Unlike previously described chloranilates with an extensive network of hydrogen bonds,10–12 in the DHQ salts only hydrogen bonds are present in Li2DHQ·2H2O and (NH4)2DHQ where water molecules and ammonium cations are proton donors and dianion oxygen atoms are acceptors. In other structures studied here there are C–H⋯O interactions between DHQ2−, only (Table 3). Thus, no competition exists between hydrogen bonding and stacking. Since similar types of stacks are observed in the structures with extensive hydrogen bonding [Li2DHQ·2H2O, (NH4)2DHQ, chloranilates10,12 and bromanilates13] and in those lacking hydrogen bonding (Rb2DHQ, Cs2DHQ), one can conclude that an impact of hydrogen bonds over the stacking arrangements is not of primary influence. Steric factors appear to have a crucial role in stabilising or destabilising the stacks. The different environments of DHQ2− in the structures of potassium and rubidium salts (Fig. 10 and 11, respectively) illustrate the impact of cation size on anion packing in crystals. In the potassium salt with a herring-bone motif each dianion is surrounded with ten cations: each ortho-positioned O1 and O2 function as bidentate bridging groups to five K+ (Fig. 10 and ESI, Fig. S6). However, in the crystal structure of the rubidium salt each of the stacked dianions is embedded into the environment of twelve Rb+. Each pair of ortho-positioned O1 and O2 of a dianion acts as a bidentate bridging group to six cations.


Environment of the DHQ2− dianion in K2DHQ. Symmetry operators: (i) −x, −y, −z; ii) x, −y + 3/2, z + 1/2; (iii) −x, y + 1/2, −z + 1/2; (iv) −x, −y + 1, −z + 1; (v) −x + 1, y + 1/2, −z + 3/2; (vi) x + 1, y, z.
Fig. 10 Environment of the DHQ2− dianion in K2DHQ. Symmetry operators: (i) −x, −y, −z; ii) x, −y + 3/2, z + 1/2; (iii) −x, y + 1/2, −z + 1/2; (iv) −x, −y + 1, −z + 1; (v) −x + 1, y + 1/2, −z + 3/2; (vi) x + 1, y, z.

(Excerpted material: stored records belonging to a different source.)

//! Consent lifecycle: grant, renew, revoke, expire.
//!
//! Per key the state machine is
//!
//! ```text
//! NoConsent --grant--> Active --revoke--> NoConsent
//!                        |
//!                        +----time----> Expired
//! ```
//!
//! and any state returns to `Active` on a fresh grant, which fully
//! overwrites the previous record.

use std::sync::Arc;

use credgate_core::{
    validate_consent_window, Clock, ConsentKey, ConsentRecord, ConsentStatus, Event, Timestamp,
};
use credgate_store::Store;

use crate::error::{ConsentError, Result};
use crate::events::EventBus;
use crate::identity::IdentityRegistry;
use crate::locks::KeyedLocks;

/// Stores and evaluates consent records.
pub struct ConsentStore<S: Store> {
    registry: IdentityRegistry<S>,
    clock: Arc<dyn Clock>,
    events: EventBus,
    locks: Arc<KeyedLocks<ConsentKey>>,
}

impl<S: Store> Clone for ConsentStore<S> {
    fn clone(&self) -> Self {
        Self {
            registry: self.registry.clone(),
            clock: Arc::clone(&self.clock),
            events: self.events.clone(),
            locks: Arc::clone(&self.locks),
        }
    }
}

impl<S: Store> ConsentStore<S> {
    pub fn new(registry: IdentityRegistry<S>, clock: Arc<dyn Clock>, events: EventBus) -> Self {
        Self {
            registry,
            clock,
            events,
            locks: Arc::new(KeyedLocks::new()),
        }
    }

    fn store(&self) -> &S {
        self.registry.store()
    }

    /// Grant or renew consent for `key` until `expiry`.
    ///
    /// Checks run in a fixed order: owner registered, requester registered,
    /// credential present, then the time window and self-grant rule. The
    /// first failing check is the error returned.
    pub async fn set_consent(&self, key: &ConsentKey, expiry: Timestamp) -> Result<ConsentRecord> {
        let _guard = self.locks.lock(*key).await;

        if !self.store().has_identity(&key.owner).await? {
            return Err(ConsentError::OwnerNotRegistered { owner: key.owner });
        }
        if !self.store().has_identity(&key.requester).await? {
            return Err(ConsentError::RequesterNotRegistered {
                requester: key.requester,
            });
        }
        if self
            .store()
            .get_credential(&key.credential_key())
            .await?
            .is_none()
        {
            return Err(ConsentError::CredentialNotFound {
                owner: key.owner,
                credential_type: key.credential_type,
            });
        }

        let now = self.clock.now();
        validate_consent_window(&key.owner, &key.requester, expiry, now)?;

        let record = ConsentRecord {
            expiry,
            granted_at: now,
        };
        let previous = self.store().put_consent(key, &record).await?;

        tracing::info!(
            owner = %key.owner,
            requester = %key.requester,
            credential_type = %key.credential_type,
            expiry,
            renewed = previous.is_some(),
            "consent granted"
        );
        self.events.emit(Event::ConsentGranted {
            owner: key.owner,
            requester: key.requester,
            credential_type: key.credential_type,
            expiry,
        });

        Ok(record)
    }

    /// Remove the consent for `key`. Expired records can still be revoked.
    pub async fn revoke_consent(&self, key: &ConsentKey) -> Result<()> {
        let _guard = self.locks.lock(*key).await;

        if !self.store().delete_consent(key).await? {
            return Err(not_found(key));
        }

        tracing::info!(
            owner = %key.owner,
            requester = %key.requester,
            credential_type = %key.credential_type,
            "consent revoked"
        );
        self.events.emit(Event::ConsentRevoked {
            owner: key.owner,
            requester: key.requester,
            credential_type: key.credential_type,
        });

        Ok(())
    }

    /// Whether `key` is usable right now.
    pub async fn check_consent(&self, key: &ConsentKey) -> bool {
        self.check_consent_at(key, self.clock.now()).await
    }

    /// Whether `key` is usable at `now`.
    ///
    /// Never fails: a storage error is logged and reads as no consent.
    pub async fn check_consent_at(&self, key: &ConsentKey, now: Timestamp) -> bool {
        match self.store().get_consent(key).await {
            Ok(record) => {
                let active = record.is_some_and(|r| r.is_active_at(now));
                tracing::debug!(
                    owner = %key.owner,
                    requester = %key.requester,
                    active,
                    "consent checked"
                );
                active
            }
            Err(e) => {
                tracing::error!(
                    owner = %key.owner,
                    requester = %key.requester,
                    error = %e,
                    "consent lookup failed, denying"
                );
                false
            }
        }
    }

    /// Stored expiry for `key`, whether or not it has passed.
    pub async fn consent_expiry(&self, key: &ConsentKey) -> Result<Timestamp> {
        self.consent(key)
            .await?
            .map(|record| record.expiry)
            .ok_or_else(|| not_found(key))
    }

    /// Where `key` sits in its lifecycle right now.
    pub async fn consent_status(&self, key: &ConsentKey) -> Result<ConsentStatus> {
        let record = self.consent(key).await?;
        Ok(ConsentStatus::at(record.as_ref(), self.clock.now()))
    }

    pub async fn consent(&self, key: &ConsentKey) -> Result<Option<ConsentRecord>> {
        Ok(self.store().get_consent(key).await?)
    }

    /// The registry this store validates parties against.
    pub fn registry(&self) -> &IdentityRegistry<S> {
        &self.registry
    }
}

fn not_found(key: &ConsentKey) -> ConsentError {
    ConsentError::ConsentNotFound {
        owner: key.owner,
        requester: key.requester,
        credential_type: key.credential_type,
    }
}
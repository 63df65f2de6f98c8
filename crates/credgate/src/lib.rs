//! # credgate
//!
//! Consent-gated access to credential hashes.
//!
//! ## Overview
//!
//! An owner registers an identity and stores hashes of their credentials.
//! They then grant other principals time-bounded, revocable permission to
//! read one of those hashes, and are credited on an incentive ledger for
//! every grant. Each read attempt, allowed or refused, lands in an
//! append-only, hash-chained audit log.
//!
//! ## Key Types
//!
//! - [`AccessMediator`] - The façade every caller goes through
//! - [`AuditLog`] - Queries over the access log, and chain verification
//! - [`IncentiveLedger`] - The reward ledger contract; [`MemoryLedger`] implements it
//! - [`MediatorConfig`] - Reward amount, mint timeout, event buffer size
//!
//! ## Usage
//!
//! ```rust,no_run
//! use credgate::{AccessMediator, MediatorConfig, MemoryLedger};
//! use credgate::core::{CredentialType, Hash32, Principal};
//! use credgate::store::SqliteStore;
//!
//! async fn example() -> credgate::Result<()> {
//!     let store = SqliteStore::open("credgate.db")?;
//!     let mediator = AccessMediator::new(store, MemoryLedger::new(), MediatorConfig::default());
//!
//!     let alice = Principal::from_name("alice");
//!     let techcorp = Principal::from_name("techcorp");
//!     let diploma = CredentialType::from_label("Bachelor_Diploma");
//!
//!     mediator
//!         .register(&alice, Hash32::digest(b"id"), Hash32::digest(b"mail"), Hash32::digest(b"sid"))
//!         .await?;
//!     mediator
//!         .store_credential(&alice, &diploma, Hash32::digest(b"diploma.pdf"))
//!         .await?;
//!
//!     // ... register techcorp, grant_and_reward, then:
//!     let hash = mediator.access_data(&techcorp, &alice, &diploma).await?;
//!     Ok(())
//! }
//! ```
//!
//! ## Re-exports
//!
//! - `credgate::core` - Types, records, validation rules
//! - `credgate::store` - Storage trait, SQLite and in-memory backends
//! - `credgate::consent` - Identity registry and consent store

pub mod audit;
pub mod config;
pub mod error;
pub mod ledger;
pub mod mediator;

pub use credgate_consent as consent;
pub use credgate_core as core;
pub use credgate_store as store;

pub use audit::{AuditLog, ChainStatus};
pub use config::MediatorConfig;
pub use error::{ErrorKind, MediatorError, Result};
pub use ledger::{
    reward_id, IncentiveLedger, LedgerError, MemoryLedger, PendingReward, RewardStatus,
};
pub use mediator::{AccessMediator, GrantReceipt};

pub use credgate_core::{
    AccessLogEntry, ConsentStatus, CredentialType, Event, Hash32, Principal, Timestamp,
    MAX_DURATION, MIN_DURATION,
};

Environment of the DHQ2− dianion in Rb2DHQ. Symmetry operators: (i) x, y, −z; (ii) x + 1/2, y + 1/2, z + 1/2; (iii) −x + 1/2, −y + 1/2, z + 1/2; (iv) −x + 1/2, −y + 1/2, −z + 1/2; (v) x + 1/2, y + 1/2, −z + 1/2.
Fig. 11 Environment of the DHQ2− dianion in Rb2DHQ. Symmetry operators: (i) x, y, −z; (ii) x + 1/2, y + 1/2, z + 1/2; (iii) −x + 1/2, −y + 1/2, z + 1/2; (iv) −x + 1/2, −y + 1/2, −z + 1/2; (v) x + 1/2, y + 1/2, −z + 1/2.
Table 3 Geometric parameters of hydrogen bonds
  D–H/Å H⋯A/Å D⋯A/Å D–H⋯A/° Symm. op. on A
Li2DHQ·2H2O          
O5–H5A⋯O1A 0.94(3) 2.06(3) 2.8209(17) 137(2) 1/2 + x, −1/2 + y, z
O5–H5A⋯O2A 0.94(3) 2.33(3) 3.1701(16) 148(2) 1/2 + x, −1/2 + y, z
O5–H5B⋯O2A 0.90(2) 1.95(2) 2.8280(17) 164(2) 1 − x, y, 1 − z
K2DHQ          
C2–H2⋯O1 0.97(2) 2.59(2) 3.565(2) 178.3(13) x, 3/2 − y, 1/2 + z
(NH4)2DHQ          
N1–H1A⋯O2 0.88(3) 2.05(3) 2.915(2) 166(2) x, y, z
N1–H1B⋯O1 0.85(3) 2.12(3) 2.938(2) 161(3) 1/2 − x, 1/2 − y, 1/2 + z
C3–H3⋯O2 1.04(4) 2.29(4) 3.323(3) 168(3) −1/2 + x, 1/2 − y, −z
Rb2DHQ          
C3–H3⋯O2 1.12(6) 2.22(7) 3.323(6) 171(5) −1/2 + x, 1/2 − y, −z


In (NH4)2DHQ, Rb2DHQ and Cs2DHQ the centroid separation distances are proportionally larger with the increased cation size (Table 2). The stacks of quinoid rings in these three structures reveal no offset but they have larger intrastack distances than in their halogenated homologues.10–13 The enlarged separation distance between stacked rings reduces the inter-ring repulsions.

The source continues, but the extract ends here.